(Records from a data collection)
§

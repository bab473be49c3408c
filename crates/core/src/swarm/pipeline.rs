//! # Pipeline Stages
//!
//! Defines the stages of the research pipeline and the status machine
//! that walks them.

use serde::{Deserialize, Serialize};
use std::fmt;
use std::str::FromStr;

/// One named agent in the fixed stage sequence
#[derive(Debug, Clone, Copy, PartialEq, Eq, PartialOrd, Ord, Hash, Serialize, Deserialize)]
#[serde(rename_all = "snake_case")]
pub enum StageId {
    /// Literature search over the topic (uses tools)
    Search,
    /// Stylized facts distilled from the search summary
    Learnings,
    /// Gap analysis; may request another search pass
    OpportunityAnalysis,
    /// Research proposal
    Proposer,
    /// Novelty assessment of the proposal (uses tools)
    NoveltyChecker,
    /// Final report; failure here aborts the run
    Aggregator,
    /// Bullet-list facts extracted from the final report
    FactsExtractor,
    /// Bullet-list questions extracted from the final report
    QuestionsExtractor,
}

impl StageId {
    /// Execution order of a full run
    pub const ORDER: [StageId; 8] = [
        StageId::Search,
        StageId::Learnings,
        StageId::OpportunityAnalysis,
        StageId::Proposer,
        StageId::NoveltyChecker,
        StageId::Aggregator,
        StageId::FactsExtractor,
        StageId::QuestionsExtractor,
    ];

    /// Position in [`StageId::ORDER`]
    pub fn position(self) -> usize {
        Self::ORDER
            .iter()
            .position(|s| *s == self)
            .unwrap_or(Self::ORDER.len())
    }

    /// The stage that follows this one, `None` after the last extractor
    pub fn next(self) -> Option<StageId> {
        Self::ORDER.get(self.position() + 1).copied()
    }

    /// This stage and every stage after it
    pub fn downstream(self) -> &'static [StageId] {
        &Self::ORDER[self.position()..]
    }

    /// Stable identifier used in config keys, URLs and events
    pub fn as_str(&self) -> &'static str {
        match self {
            StageId::Search => "search",
            StageId::Learnings => "learnings",
            StageId::OpportunityAnalysis => "opportunity_analysis",
            StageId::Proposer => "proposer",
            StageId::NoveltyChecker => "novelty_checker",
            StageId::Aggregator => "aggregator",
            StageId::FactsExtractor => "facts_extractor",
            StageId::QuestionsExtractor => "questions_extractor",
        }
    }

    /// Display name for reports and the CLI
    pub fn display_name(&self) -> &'static str {
        match self {
            StageId::Search => "Search Agent",
            StageId::Learnings => "Learnings Agent",
            StageId::OpportunityAnalysis => "Opportunity Analysis Agent",
            StageId::Proposer => "Proposer Agent",
            StageId::NoveltyChecker => "Novelty Checker Agent",
            StageId::Aggregator => "Aggregator Agent",
            StageId::FactsExtractor => "Facts Extractor",
            StageId::QuestionsExtractor => "Questions Extractor",
        }
    }

    /// Status the pipeline reports while this stage is live
    pub fn status(self) -> PipelineStage {
        match self {
            StageId::Search => PipelineStage::Searching,
            StageId::Learnings => PipelineStage::Learning,
            StageId::OpportunityAnalysis => PipelineStage::OpportunityAnalyzing,
            StageId::Proposer => PipelineStage::Proposing,
            StageId::NoveltyChecker => PipelineStage::CheckingNovelty,
            StageId::Aggregator => PipelineStage::Aggregating,
            StageId::FactsExtractor => PipelineStage::GeneratingFacts,
            StageId::QuestionsExtractor => PipelineStage::GeneratingQuestions,
        }
    }

    /// Whether the stage consults the search-tool service before prompting
    pub fn uses_tools(self) -> bool {
        matches!(self, StageId::Search | StageId::NoveltyChecker)
    }
}

impl fmt::Display for StageId {
    fn fmt(&self, f: &mut fmt::Formatter<'_>) -> fmt::Result {
        f.write_str(self.as_str())
    }
}

/// Error returned when a stage name does not match any [`StageId`]
#[derive(Debug, Clone, PartialEq, Eq, thiserror::Error)]
#[error("unknown stage '{0}'")]
pub struct UnknownStage(pub String);

impl FromStr for StageId {
    type Err = UnknownStage;

    fn from_str(s: &str) -> Result<Self, Self::Err> {
        let normalized = s.trim().to_ascii_lowercase().replace(['-', ' '], "_");
        StageId::ORDER
            .iter()
            .copied()
            .find(|stage| stage.as_str() == normalized)
            .ok_or_else(|| UnknownStage(s.to_string()))
    }
}

/// Status of the pipeline
#[derive(Debug, Clone, Copy, Default, PartialEq, Eq, Serialize, Deserialize)]
#[serde(rename_all = "snake_case")]
pub enum PipelineStage {
    /// Nothing running, no finished run to revise
    #[default]
    Idle,
    Searching,
    Learning,
    OpportunityAnalyzing,
    Proposing,
    CheckingNovelty,
    Aggregating,
    GeneratingFacts,
    GeneratingQuestions,
    /// Every stage finished; waiting for human feedback
    Feedback,
}

impl PipelineStage {
    /// The stage that is live in this status, if any
    pub fn stage(self) -> Option<StageId> {
        StageId::ORDER.iter().copied().find(|s| s.status() == self)
    }

    /// Advance to the next status of a straight run
    pub fn advance(self) -> PipelineStage {
        match self {
            PipelineStage::Idle => PipelineStage::Searching,
            PipelineStage::Feedback => PipelineStage::Feedback,
            live => match live.stage().and_then(StageId::next) {
                Some(next) => next.status(),
                None => PipelineStage::Feedback,
            },
        }
    }

    /// Whether a new run may start from this status
    pub fn is_settled(self) -> bool {
        matches!(self, PipelineStage::Idle | PipelineStage::Feedback)
    }
}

§

EXERCISE BRIEF: Scan the data above for the word "after", then copy every line that holds it.

ANSWER SPACE:
    /// The stage that follows this one, `None` after the last extractor
    /// This stage and every stage after it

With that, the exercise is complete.